Australian startup 99designs plans to open source a new framework it has built to allow responsive design to work with multiple foreign languages.

Responsive design is a way of coding websites that allows them to work seamlessly on multiple devices.
99designs, which has seen mobile users roughly doubling every year, has rolled out in six new languages in the past 12 months.
“Everyone is thinking about responsive design in the context of devices. Where it got interesting for us was responsive design in the context of devices and languages,” 99designs chief technology officer Lachlan Donald told iTnews.
“One of the real difficulties of internationalisation for us has been getting the one code base and application effectively to adapt into all of the local regions that we’re wanting to target,” Donald said.
“You have languages like German which have text which in English is a six letter word, which in German is three 10 character words.”
Donald said while there were lot of great examples of open source front end frameworks doing responsive design, not many supported the wide variance in language strings that 99designs required.

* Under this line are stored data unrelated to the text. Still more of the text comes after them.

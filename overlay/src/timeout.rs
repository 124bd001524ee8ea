//! The handshake-timeout watchdog mentioned in the concurrency model: the
//! carrier exposes no read/write deadlines (Open Question iii), so bounding
//! how long a stalled handshake can block a caller means racing the
//! handshake itself against a timer on its own thread.

use std::sync::mpsc;
use std::thread;
use std::time::Duration;

/// Runs `f` on a new thread and waits up to `timeout` for it to finish.
/// `f` keeps running to completion even if this returns `TimedOut` first —
/// there is no way to cancel a blocking read/write mid-flight — but the
/// caller treats the underlying channel as lost and tears it down.
pub fn run_with_timeout<T, F>(timeout: Duration, f: F) -> Result<T, TimedOut>
where
    T: Send + 'static,
    F: FnOnce() -> T + Send + 'static,
{
    let (tx, rx) = mpsc::channel();
    thread::spawn(move || {
        let _ = tx.send(f());
    });
    rx.recv_timeout(timeout).map_err(|_| TimedOut)
}

#[derive(Debug, Clone, Copy, Eq, PartialEq)]
pub struct TimedOut;

impl std::fmt::Display for TimedOut {
    fn fmt(&self, f: &mut std::fmt::Formatter<'_>) -> std::fmt::Result {
        f.write_str("handshake timed out")
    }
}

impl std::error::Error for TimedOut {}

“Our engineers are working on a framework which we’re planning on open sourcing which allows you to build layouts which adapt to device and also to different sized language strings.”
Donald said his discussions with other international companies like accommodation marketplace Airbnb and handmade design community Etsy revealed the issue was becoming a more pressing one over time.
“There’s going to be a lot of development in the tech industry to support that sort of flexibility over the next year or two.”
Global collaboration
Donald also detailed the collaboration and infrastructure challenges 99designs has faced as it has expanded into new international offices.
“Keeping our whole company communicating and informed is still one of the biggest challenges. What we’re trying to do is just bake that remote communication into our DNA.”
Donald said 99designs uses Atlassian collaboration tool HipChat to bring people together and keep them informed.
“All of our different product groups and divisions each have chat rooms.
“We have a lot of our technical systems talking directly to those chat rooms, we call them bots, that live in those rooms and are informing the company on everything from when we make a sale to when a new release of the software has gone out to when a high-priority customer query comes in. So it ends up being a really unifying source, communications wise.”
Donald said the company also uses Trello, a lightweight card tool, to make keeping up with projects as simple as possible.
“Of course we’re rapidly learning no matter how good communications tools are there’s no substitute for face to face.
“We have a program where at any point in time we have a couple of Australian engineers in the San Fran office and then we try and bring people from San Fran over here so we have a constant rotation.”